▶ _What is needed_: Could you reproduce the lines below from the one with "pub struct EntryEditSession" through the one with "let entry = backend"? Keep both ends and add nothing.

▶ _Given entries_:

++++

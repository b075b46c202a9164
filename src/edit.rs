use std::collections::HashSet;
use std::sync::Arc;

use tracing::{debug, warn};

use crate::backend::{ImportSource, KeyBackend};
use crate::encoding::{self, Domain, HashAlgorithm, OtpType, SecretEncoding};
use crate::entry::CredentialEntry;
use crate::error::{EditError, ValidationError};
use crate::validate;

const DEFAULT_DIGIT_COUNT: i64 = 6;
const DEFAULT_PERIOD: i64 = 30;

#[derive(Debug, Clone, PartialEq, Eq)]
pub enum EditMode {
    New,
    /// Editing the stored entry with this identifier.
    Editing(String),
}

/// Working copy of every entry field, as the form shows them: enum fields
/// are labels, numbers are signed so bad input can be represented.
#[derive(Debug, Clone, PartialEq, Eq)]
pub struct EditForm {
    pub identifier: String,
    pub issuer: String,
    pub secret: String,
    pub secret_encoding: String,
    pub otp_type: String,
    pub digit_count: i64,
    pub hash_algorithm: String,
    pub period: i64,
    pub counter_or_offset: i64,
}

impl Default for EditForm {
    fn default() -> Self {
        Self {
            identifier: String::new(),
            issuer: String::new(),
            secret: String::new(),
            secret_encoding: SecretEncoding::Base32.label().to_string(),
            otp_type: OtpType::Totp.label().to_string(),
            digit_count: DEFAULT_DIGIT_COUNT,
            hash_algorithm: HashAlgorithm::Sha1.label().to_string(),
            period: DEFAULT_PERIOD,
            counter_or_offset: 0,
        }
    }
}

impl EditForm {
    fn from_entry(entry: &CredentialEntry) -> Self {
        Self {
            identifier: entry.identifier.clone(),
            issuer: entry.issuer.clone().unwrap_or_default(),
            secret: entry.secret.clone(),
            secret_encoding: encoding::to_label(entry.secret_encoding, Domain::SecretEncoding)
                .to_string(),
            otp_type: encoding::to_label(entry.otp_type, Domain::OtpType).to_string(),
            digit_count: i64::from(entry.digit_count),
            hash_algorithm: encoding::to_label(entry.hash_algorithm, Domain::HashAlgorithm)
                .to_string(),
            period: entry.period,
            counter_or_offset: entry.counter_or_offset,
        }
    }

    /// Store representation. Only meaningful once `can_save` passed.
    fn to_entry(&self) -> CredentialEntry {
        let issuer = self.issuer.trim();
        CredentialEntry {
            identifier: self.identifier.trim().to_string(),
            issuer: (!issuer.is_empty()).then(|| issuer.to_string()),
            secret: validate::normalize_secret(
                SecretEncoding::from_label(&self.secret_encoding),
                &self.secret,
            ),
            secret_encoding: encoding::to_int(&self.secret_encoding, Domain::SecretEncoding),
            otp_type: encoding::to_int(&self.otp_type, Domain::OtpType),
            digit_count: i32::try_from(self.digit_count).unwrap_or(encoding::UNKNOWN_CODE),
            hash_algorithm: encoding::to_int(&self.hash_algorithm, Domain::HashAlgorithm),
            period: self.period,
            counter_or_offset: self.counter_or_offset,
        }
    }
}

#[derive(Debug, Clone, Copy, PartialEq, Eq, Hash)]
pub enum Field {
    Identifier,
    Issuer,
    Secret,
    SecretEncoding,
    OtpType,
    DigitCount,
    HashAlgorithm,
    Period,
    CounterOrOffset,
}

/// Everything an open create/edit form holds.
#[derive(Debug, Clone, PartialEq, Eq)]
pub struct EditSessionState {
    pub mode: EditMode,
    pub form: EditForm,
    dirty: HashSet<Field>,
}

impl EditSessionState {
    /// Whether the user has typed into `field`.
    pub fn is_dirty(&self, field: Field) -> bool {
        self.dirty.contains(&field)
    }
}

/// Which views the router closes after a successful save.
#[derive(Debug, Clone, Copy, PartialEq, Eq)]
pub enum Navigation {
    /// Close the edit view.
    CloseEditor,
    /// Close the edit view and the detail view below it.
    CloseEditorAndDetail,
}

impl Navigation {
    pub fn levels(self) -> usize {
        match self {
            Navigation::CloseEditor => 1,
            Navigation::CloseEditorAndDetail => 2,
        }
    }
}

#[derive(Debug, Clone, Copy, PartialEq, Eq)]
pub enum ImportOutcome {
    Applied,
    /// The source had nothing to offer (scan cancelled); nothing changed.
    NotReady,
}

/// One create or edit operation, from opening the form to saving it.
/// Dropping it without `commit` leaves the store untouched.
pub struct EntryEditSession {
    backend: Arc<dyn KeyBackend>,
    state: EditSessionState,
    save_error: Option<String>,
}

impl EntryEditSession {
    pub fn start(backend: Arc<dyn KeyBackend>, mode: EditMode) -> Result<Self, EditError> {
        let form = match &mode {
            EditMode::New => EditForm::default(),
            EditMode::Editing(identifier) => {
                let entry = backend
                    .resolve_by_identifier(identifier)
                    .ok_or_else(|| EditError::NotFound(identifier.clone()))?;
                EditForm::from_entry(&entry)
            }
        };
        debug!(?mode, "edit session started");

        Ok(Self {
            backend,
            state: EditSessionState {
                mode,
                form,
                dirty: HashSet::new(),
            },
            save_error: None,
        })
    }

    pub fn state(&self) -> &EditSessionState {
        &self.state
    }

    pub fn form(&self) -> &EditForm {
        &self.state.form
    }

    pub fn mode(&self) -> &EditMode {
        &self.state.mode
    }

    /// Message from the last failed `commit`, for a toast or banner.
    pub fn save_error(&self) -> Option<&str> {
        self.save_error.as_deref()
    }

    pub fn can_save(&self) -> bool {
        self.save_blocker().is_none()
    }

    /// The first reason the form can't be saved, if any.
    pub fn save_blocker(&self) -> Option<ValidationError> {
        validate::can_save(self.backend.as_ref(), &self.state.form).err()
    }

    fn touch(&mut self, field: Field) -> &mut EditForm {
        self.state.dirty.insert(field);
        self.save_error = None;
        &mut self.state.form
    }

    pub fn set_identifier(&mut self, value: impl Into<String>) {
        self.touch(Field::Identifier).identifier = value.into();
    }

    pub fn set_issuer(&mut self, value: impl Into<String>) {
        self.touch(Field::Issuer).issuer = value.into();
    }

    pub fn set_secret(&mut self, value: impl Into<String>) {
        self.touch(Field::Secret).secret = value.into();
    }

    pub fn set_secret_encoding(&mut self, label: impl Into<String>) {
        self.touch(Field::SecretEncoding).secret_encoding = label.into();
    }

    pub fn set_otp_type(&mut self, label: impl Into<String>) {
        self.touch(Field::OtpType).otp_type = label.into();
    }

    pub fn set_digit_count(&mut self, value: i64) {
        self.touch(Field::DigitCount).digit_count = value;
    }

    pub fn set_hash_algorithm(&mut self, label: impl Into<String>) {
        self.touch(Field::HashAlgorithm).hash_algorithm = label.into();
    }

    pub fn set_period(&mut self, value: i64) {
        self.touch(Field::Period).period = value;
    }

    pub fn set_counter_or_offset(&mut self, value: i64) {
        self.touch(Field::CounterOrOffset).counter_or_offset = value;
    }

    /// Merge scanned parameters into the form.
    ///
    /// A scan without a secret is dropped whole. Otherwise the secret always
    /// wins; every other field is only filled if the user hasn't typed into
    /// it. Digit count and OTP type fall back to 6 and TOTP.
    pub fn apply_import(&mut self, source: &dyn ImportSource) -> Result<ImportOutcome, EditError> {
        if !source.is_ready_to_import() {
            debug!("import source not ready, nothing to merge");
            return Ok(ImportOutcome::NotReady);
        }

        let Some(secret) = source.secret().filter(|s| !s.trim().is_empty()) else {
            warn!("no secret was found in the scanned code, ignoring it");
            return Err(EditError::ImportIncomplete);
        };

        let state = &mut self.state;
        let untouched = |field: Field| !state.dirty.contains(&field);
        let mut form = state.form.clone();

        form.secret = secret;
        if untouched(Field::SecretEncoding) {
            // Key URIs always carry Base32.
            form.secret_encoding = SecretEncoding::Base32.label().to_string();
        }
        if let Some(label) = source.label().filter(|l| !l.trim().is_empty()) {
            if untouched(Field::Identifier) {
                form.identifier = label;
            }
        }
        if untouched(Field::DigitCount) {
            form.digit_count = imported_digit_count(source.digit_count());
        }
        if untouched(Field::OtpType) {
            let otp_type = source
                .otp_type()
                .and_then(OtpType::from_code)
                .unwrap_or(OtpType::Totp);
            form.otp_type = otp_type.label().to_string();
        }
        if let Some(issuer) = source.issuer().filter(|i| !i.trim().is_empty()) {
            if untouched(Field::Issuer) {
                form.issuer = issuer;
            }
        }
        if let Some(algorithm) = source.hash_algorithm().and_then(HashAlgorithm::from_code) {
            if untouched(Field::HashAlgorithm) {
                form.hash_algorithm = algorithm.label().to_string();
            }
        }
        if let Some(period) = source.period().filter(|p| *p > 0) {
            if untouched(Field::Period) {
                form.period = period;
            }
        }
        if let Some(counter) = source.counter().filter(|c| *c >= 0) {
            if untouched(Field::CounterOrOffset) {
                form.counter_or_offset = counter;
            }
        }

        state.form = form;
        self.save_error = None;
        debug!(identifier = %self.state.form.identifier, "scanned code merged into the form");
        Ok(ImportOutcome::Applied)
    }

    /// Validate, convert to store codes and write. On failure the session
    /// stays usable and `save_error` says why.
    pub fn commit(&mut self) -> Result<Navigation, EditError> {
        if let Err(reason) = validate::can_save(self.backend.as_ref(), &self.state.form) {
            self.save_error = Some(reason.to_string());
            return Err(reason.into());
        }

        let entry = self.state.form.to_entry();
        let (saved, navigation) = match &self.state.mode {
            EditMode::New => (self.backend.add_entry(&entry), Navigation::CloseEditor),
            EditMode::Editing(original) => (
                self.backend.update_entry(original, &entry),
                Navigation::CloseEditorAndDetail,
            ),
        };

        if !saved {
            // The store doesn't tell us why (duplicate identifier, I/O, ...).
            warn!(identifier = %entry.identifier, "store rejected the entry");
            let err = EditError::PersistenceFailed;
            self.save_error = Some(err.to_string());
            return Err(err);
        }

        debug!(identifier = %entry.identifier, ?navigation, "entry saved");
        self.save_error = None;
        Ok(navigation)
    }
}

fn imported_digit_count(raw: Option<String>) -> i64 {
    let Some(raw) = raw else {
        return DEFAULT_DIGIT_COUNT;
    };
    match raw.trim().parse::<i64>() {
        Ok(count) if validate::is_valid_digit_count(count) => count,
        _ => {
            warn!(digits = %raw, "got an invalid number of digits, using the default");
            DEFAULT_DIGIT_COUNT
        }
    }
}
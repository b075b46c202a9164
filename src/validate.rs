use crate::backend::KeyBackend;
use crate::edit::EditForm;
use crate::encoding::{self, Domain, SecretEncoding};
use crate::error::ValidationError;

/// Digit counts a code may have.
pub const DIGIT_COUNTS: [i64; 3] = [6, 7, 8];

pub fn is_valid_digit_count(count: i64) -> bool {
    DIGIT_COUNTS.contains(&count)
}

/// Canonical form of a typed or scanned secret: whitespace dropped; Base32
/// is upper-cased and loses its `=` padding.
pub fn normalize_secret(encoding: Option<SecretEncoding>, secret: &str) -> String {
    let compact: String = secret.chars().filter(|c| !c.is_whitespace()).collect();
    match encoding {
        Some(SecretEncoding::Base32) => compact.trim_end_matches('=').to_ascii_uppercase(),
        _ => compact,
    }
}

/// Ask the store whether `candidate` is well formed for `encoding`.
/// An unknown encoding code is invalid without asking.
pub fn is_properly_encoded(backend: &dyn KeyBackend, encoding: i32, candidate: &str) -> bool {
    let Some(known) = SecretEncoding::from_code(encoding) else {
        return false;
    };
    backend.is_properly_encoded(known.code(), &normalize_secret(Some(known), candidate))
}

/// Whether the form may be saved; on `Err` the first failing check, in
/// a fixed order. Nothing is mutated.
pub fn can_save(backend: &dyn KeyBackend, form: &EditForm) -> Result<(), ValidationError> {
    if form.identifier.trim().is_empty() {
        return Err(ValidationError::EmptyIdentifier);
    }
    if form.secret.trim().is_empty() {
        return Err(ValidationError::EmptySecret);
    }

    let encoding = encoding::lookup_code(&form.secret_encoding, Domain::SecretEncoding)
        .ok_or_else(|| ValidationError::UnknownSecretEncoding(form.secret_encoding.clone()))?;
    if !is_properly_encoded(backend, encoding, &form.secret) {
        return Err(ValidationError::SecretNotEncoded);
    }

    if !is_valid_digit_count(form.digit_count) {
        return Err(ValidationError::InvalidDigitCount(form.digit_count));
    }
    if encoding::lookup_code(&form.otp_type, Domain::OtpType).is_none() {
        return Err(ValidationError::UnknownOtpType(form.otp_type.clone()));
    }
    if encoding::lookup_code(&form.hash_algorithm, Domain::HashAlgorithm).is_none() {
        return Err(ValidationError::UnknownHashAlgorithm(
            form.hash_algorithm.clone(),
        ));
    }
    if form.period < 0 {
        return Err(ValidationError::NegativePeriod(form.period));
    }
    if form.counter_or_offset < 0 {
        return Err(ValidationError::NegativeCounter(form.counter_or_offset));
    }

    Ok(())
}

#[cfg(test)]
mod tests {
    use super::*;
    use crate::entry::{CredentialEntry, FetchedEntry};
    use std::cell::Cell;

    /// Accepts anything, counting how often it was asked.
    #[derive(Default)]
    struct CountingBackend {
        encoding_checks: Cell<usize>,
        accept: bool,
    }

    impl KeyBackend for CountingBackend {
        fn fetch_entries(&self) -> Option<Vec<FetchedEntry>> {
            None
        }
        fn resolve_by_identifier(&self, _: &str) -> Option<CredentialEntry> {
            None
        }
        fn add_entry(&self, _: &CredentialEntry) -> bool {
            false
        }
        fn update_entry(&self, _: &str, _: &CredentialEntry) -> bool {
            false
        }
        fn delete_entry(&self, _: &str) -> bool {
            false
        }
        fn increment_hotp_counter(&self, _: &str) -> bool {
            false
        }
        fn is_properly_encoded(&self, _: i32, _: &str) -> bool {
            self.encoding_checks.set(self.encoding_checks.get() + 1);
            self.accept
        }
    }

    fn accepting() -> CountingBackend {
        CountingBackend {
            accept: true,
            ..Default::default()
        }
    }

    fn valid_form() -> EditForm {
        EditForm {
            identifier: "site".into(),
            secret: "JBSWY3DPEHPK3PXP".into(),
            ..EditForm::default()
        }
    }

    #[test]
    fn test_unknown_encoding_never_reaches_the_store() {
        let backend = accepting();
        assert!(!is_properly_encoded(&backend, -1, "JBSWY3DP"));
        assert!(!is_properly_encoded(&backend, 2, "JBSWY3DP"));
        assert_eq!(backend.encoding_checks.get(), 0);

        assert!(is_properly_encoded(&backend, 1, "JBSWY3DP"));
        assert_eq!(backend.encoding_checks.get(), 1);
    }

    #[test]
    fn test_empty_identifier_or_secret_blocks_save() {
        let backend = accepting();

        let mut form = valid_form();
        form.identifier.clear();
        assert_eq!(can_save(&backend, &form), Err(ValidationError::EmptyIdentifier));

        let mut form = valid_form();
        form.secret = "   ".into();
        assert_eq!(can_save(&backend, &form), Err(ValidationError::EmptySecret));

        // Both empty: the identifier is reported first.
        let mut form = valid_form();
        form.identifier.clear();
        form.secret.clear();
        assert_eq!(can_save(&backend, &form), Err(ValidationError::EmptyIdentifier));
        assert_eq!(backend.encoding_checks.get(), 0);
    }

    #[test]
    fn test_digit_count_boundaries() {
        let backend = accepting();
        for digits in [6, 7, 8] {
            let form = EditForm {
                digit_count: digits,
                ..valid_form()
            };
            assert_eq!(can_save(&backend, &form), Ok(()), "{digits} digits");
        }
        for digits in [0, 5, 9, -6] {
            let form = EditForm {
                digit_count: digits,
                ..valid_form()
            };
            assert_eq!(
                can_save(&backend, &form),
                Err(ValidationError::InvalidDigitCount(digits))
            );
        }
    }

    #[test]
    fn test_checks_run_in_order() {
        let rejecting = CountingBackend::default();
        let form = EditForm {
            digit_count: 4,
            otp_type: "YOTP".into(),
            ..valid_form()
        };
        assert_eq!(can_save(&rejecting, &form), Err(ValidationError::SecretNotEncoded));

        let backend = accepting();
        assert_eq!(
            can_save(&backend, &form),
            Err(ValidationError::InvalidDigitCount(4))
        );

        let form = EditForm {
            otp_type: "YOTP".into(),
            hash_algorithm: "MD5".into(),
            ..valid_form()
        };
        assert_eq!(
            can_save(&backend, &form),
            Err(ValidationError::UnknownOtpType("YOTP".into()))
        );

        let form = EditForm {
            hash_algorithm: "MD5".into(),
            period: -1,
            ..valid_form()
        };
        assert_eq!(
            can_save(&backend, &form),
            Err(ValidationError::UnknownHashAlgorithm("MD5".into()))
        );

        let form = EditForm {
            period: -1,
            counter_or_offset: -1,
            ..valid_form()
        };
        assert_eq!(can_save(&backend, &form), Err(ValidationError::NegativePeriod(-1)));

        let form = EditForm {
            counter_or_offset: -1,
            ..valid_form()
        };
        assert_eq!(can_save(&backend, &form), Err(ValidationError::NegativeCounter(-1)));
    }

    #[test]
    fn test_unknown_encoding_label_is_its_own_reason() {
        let backend = accepting();
        let form = EditForm {
            secret_encoding: "Base64".into(),
            ..valid_form()
        };
        assert_eq!(
            can_save(&backend, &form),
            Err(ValidationError::UnknownSecretEncoding("Base64".into()))
        );
    }

    #[test]
    fn test_secrets_are_normalized_per_encoding() {
        assert_eq!(
            normalize_secret(Some(SecretEncoding::Base32), "jbsw y3dp ehpk 3pxp=="),
            "JBSWY3DPEHPK3PXP"
        );
        assert_eq!(normalize_secret(Some(SecretEncoding::Hex), " 3132 33\n"), "313233");
        assert_eq!(normalize_secret(None, "a b"), "ab");
    }
}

++++

▶ _Result of this task_:
pub struct EntryEditSession {
    backend: Arc<dyn KeyBackend>,
    state: EditSessionState,
    save_error: Option<String>,
}

impl EntryEditSession {
    pub fn start(backend: Arc<dyn KeyBackend>, mode: EditMode) -> Result<Self, EditError> {
        let form = match &mode {
            EditMode::New => EditForm::default(),
            EditMode::Editing(identifier) => {
                let entry = backend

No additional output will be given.